TL;DR: O criador da versão americana de The Office, Greg Daniels, declarou que não há plano de reboot e que o final da série já está completo. Ele argumenta que reabrir a história seria um risco desnecessário.
Fato: Greg Daniels nega reboot de The Office
Em entrevista recente ao Variety, o roteirista e produtor Greg Daniels – responsável por adaptar a série britânica para o público dos EUA – deixou claro que não vê necessidade de trazer The Office de volta. Segundo Daniels, o encerramento da nona temporada deu aos personagens um destino satisfatório, tornando qualquer continuação um "grande risco" que poderia desfazer o que foi construído.
Contexto: por que importa
The Office, que estreou em 2005 e encerrou em 2013, se consolidou como um dos maiores sitcoms da década de 2000. A série não só ultrapassou a versão original britânica em popularidade, como também influenciou uma geração de comédias de ambiente de trabalho. O final, que mostrou cada personagem seguindo um caminho próprio – de Pam e Jim se mudando para a Filadélfia até Dwight assumindo a gerência da Dunder Mifflin – foi amplamente elogiado por equilibrar humor e emoção.

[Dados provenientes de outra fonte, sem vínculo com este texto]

//! Property-based tests for the Merkle Search Tree
//!
//! Uses a `BTreeMap` as the reference model: whatever holds for the map
//! must hold for the tree, and equal logical contents must yield equal
//! root CIDs no matter how they were reached.

use std::collections::BTreeMap;
use std::sync::Arc;

use cid::Cid as IpldCid;
use proptest::prelude::*;
use twill::mst::util;
use twill::{MemoryBlockStore, Mst, NodeEntry, DAG_CBOR_CID_CODEC, SHA2_256};

fn test_cid(n: u8) -> IpldCid {
    let data = [n; 32];
    let mh = multihash::Multihash::wrap(SHA2_256, &data).unwrap();
    IpldCid::new_v1(DAG_CBOR_CID_CODEC, mh)
}

fn runtime() -> tokio::runtime::Runtime {
    tokio::runtime::Builder::new_current_thread()
        .build()
        .unwrap()
}

async fn build(pairs: &[(String, u8)]) -> Mst<MemoryBlockStore> {
    let mut tree = Mst::create(Arc::new(MemoryBlockStore::new()), 0)
        .await
        .unwrap();
    for (key, n) in pairs {
        tree.add(key, test_cid(*n)).await.unwrap();
    }
    tree
}

/// Record-path-shaped and short flat keys.
fn key_strategy() -> impl Strategy<Value = String> {
    prop_oneof![
        "[a-z]{1,12}",
        "[a-z]{2,6}\\.[a-z]{2,6}\\.[a-z]{2,6}/[a-z0-9]{4,10}",
    ]
}

/// Distinct key→value-seed pairs.
fn entry_map(max: usize) -> impl Strategy<Value = BTreeMap<String, u8>> {
    prop::collection::btree_map(key_strategy(), any::<u8>(), 1..max)
}

/// Two independent orderings of the same entries.
fn two_orderings(
    max: usize,
) -> impl Strategy<Value = (Vec<(String, u8)>, Vec<(String, u8)>)> {
    entry_map(max).prop_flat_map(|map| {
        let pairs: Vec<(String, u8)> = map.into_iter().collect();
        (
            Just(pairs.clone()).prop_shuffle(),
            Just(pairs).prop_shuffle(),
        )
    })
}

proptest! {
    #![proptest_config(ProptestConfig::with_cases(64))]

    #[test]
    fn prop_root_is_insertion_order_independent((a, b) in two_orderings(16)) {
        let rt = runtime();
        let (root_a, root_b) = rt.block_on(async {
            let tree_a = build(&a).await;
            let tree_b = build(&b).await;
            (tree_a.root(), tree_b.root())
        });
        prop_assert_eq!(root_a, root_b);
    }

    #[test]
    fn prop_added_keys_round_trip(
        map in entry_map(16),
        probe in key_strategy(),
    ) {
        let rt = runtime();
        let pairs: Vec<(String, u8)> = map.iter().map(|(k, v)| (k.clone(), *v)).collect();

        rt.block_on(async {
            let tree = build(&pairs).await;

            for (key, n) in &pairs {
                assert_eq!(tree.get(key).await.unwrap(), Some(test_cid(*n)));
            }
            if !map.contains_key(&probe) {
                assert_eq!(tree.get(&probe).await.unwrap(), None);
            }
        });
    }

    #[test]
    fn prop_walk_is_ordered_and_layered(map in entry_map(24)) {
        let rt = runtime();
        let pairs: Vec<(String, u8)> = map.iter().map(|(k, v)| (k.clone(), *v)).collect();

        rt.block_on(async {
            let tree = build(&pairs).await;

            let mut leaf_keys: Vec<String> = Vec::new();
            tree.walk(&mut |layer, key| {
                if let Some(key) = key {
                    // Every leaf sits at its natural layer.
                    assert_eq!(util::leading_zeros_on_hash(key), layer);
                    leaf_keys.push(key.to_string());
                }
            })
            .await
            .unwrap();

            // In-order traversal yields exactly the model's keys, sorted.
            let expected: Vec<String> = map.keys().cloned().collect();
            assert_eq!(leaf_keys, expected);
        });
    }

    #[test]
    fn prop_no_adjacent_subtree_pointers(map in entry_map(24)) {
        let rt = runtime();
        let pairs: Vec<(String, u8)> = map.iter().map(|(k, v)| (k.clone(), *v)).collect();

        rt.block_on(async {
            let tree = build(&pairs).await;

            let mut stack = vec![(tree.root(), tree.layer())];
            while let Some((cid, layer)) = stack.pop() {
                let node = Mst::load(tree.storage().clone(), cid, Some(layer))
                    .await
                    .unwrap();
                let mut prev_was_tree = false;
                for entry in node.entries() {
                    match entry {
                        NodeEntry::Tree(ptr) => {
                            assert!(!prev_was_tree, "adjacent subtree pointers");
                            prev_was_tree = true;
                            stack.push((*ptr, layer.saturating_sub(1)));
                        }
                        NodeEntry::Leaf { .. } => prev_was_tree = false,
                    }
                }
            }
        });
    }

    #[test]
    fn prop_edit_preserves_shape(
        map in entry_map(16),
        pick in any::<prop::sample::Index>(),
    ) {
        let rt = runtime();
        let pairs: Vec<(String, u8)> = map.iter().map(|(k, v)| (k.clone(), *v)).collect();
        let (target, old) = pairs[pick.index(pairs.len())].clone();

        rt.block_on(async {
            let mut tree = build(&pairs).await;
            let shape_before = tree.structure().await.unwrap();

            tree.edit(&target, test_cid(old.wrapping_add(1))).await.unwrap();

            assert_eq!(
                tree.get(&target).await.unwrap(),
                Some(test_cid(old.wrapping_add(1)))
            );
            assert_eq!(tree.structure().await.unwrap(), shape_before);
        });
    }

    #[test]
    fn prop_merge_with_self_is_identity(map in entry_map(16)) {
        let rt = runtime();
        let pairs: Vec<(String, u8)> = map.iter().map(|(k, v)| (k.clone(), *v)).collect();

        rt.block_on(async {
            let mut tree = build(&pairs).await;
            let root = tree.root();

            let other = Mst::load(tree.storage().clone(), root, Some(tree.layer()))
                .await
                .unwrap();

            assert_eq!(tree.merge_in(&other).await.unwrap(), root);
        });
    }

    #[test]
    fn prop_merge_of_flat_trees_equals_union(
        map in prop::collection::btree_map(
            key_strategy().prop_filter("layer-0 keys", |k| util::leading_zeros_on_hash(k) == 0),
            any::<u8>(),
            3..18,
        ),
    ) {
        let rt = runtime();

        // Partition into ours-only / theirs-only / shared. All keys are
        // layer 0, so both trees stay flat and merging is pure leaf
        // interleaving.
        let mut ours = Vec::new();
        let mut theirs = Vec::new();
        let mut union: BTreeMap<String, u8> = BTreeMap::new();
        for (i, (key, n)) in map.into_iter().enumerate() {
            match i % 3 {
                0 => {
                    ours.push((key.clone(), n));
                    union.insert(key, n);
                }
                1 => {
                    theirs.push((key.clone(), n));
                    union.insert(key, n);
                }
                _ => {
                    // Shared key, incoming side carries a different value.
                    ours.push((key.clone(), n));
                    theirs.push((key.clone(), n.wrapping_add(1)));
                    union.insert(key, n.wrapping_add(1));
                }
            }
        }

        rt.block_on(async {
            let mut a = build(&ours).await;
            let b = build(&theirs).await;
            let merged_root = a.merge_in(&b).await.unwrap();

            let union_pairs: Vec<(String, u8)> = union.into_iter().collect();
            let direct = build(&union_pairs).await;

            assert_eq!(merged_root, direct.root());
        });
    }
}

Desde o término da série, fãs têm especulado sobre possíveis spin‑offs, minisséries ou mesmo um reboot completo. A ideia ganhou força nas redes sociais, onde hashtags como #OfficeReboot circulam constantemente. No entanto, a logística de reunir um elenco que, em muitos casos, seguiu carreiras de sucesso (Steve Carell – Michael Scott – virou estrela de cinema, por exemplo) torna o projeto ainda mais complexo.
Reação dos fãs/mercado
A resposta da comunidade foi, como era de se esperar, dividida. Enquanto alguns celebraram a postura firme de Daniels, outros manifestaram frustração, acreditando que um retorno poderia revigorar a franquia e gerar novos negócios – merchandising, streaming exclusivo e até mesmo um impulso nas audiências de plataformas que ainda não detêm os direitos.
Nos fóruns de discussão, os comentários variam de "é melhor assim" a "não vamos ter mais memes de Michael Scott se acabar". Abaixo, uma lista resumindo os principais pontos levantados:
- Pró‑pró: A maioria concorda que o final foi adequado e que reviver a série poderia parecer forçado.
- Saudade: Um segmento considerável dos fãs ainda sente falta da dinâmica de escritório e gostaria de ver novos episódios.
- Negócios: Analistas de mídia apontam que um reboot poderia gerar receita significativa para a NBCUniversal, mas também arriscar a reputação da marca.
- Logística: A agenda apertada dos atores principais é citada como um obstáculo quase intransponível.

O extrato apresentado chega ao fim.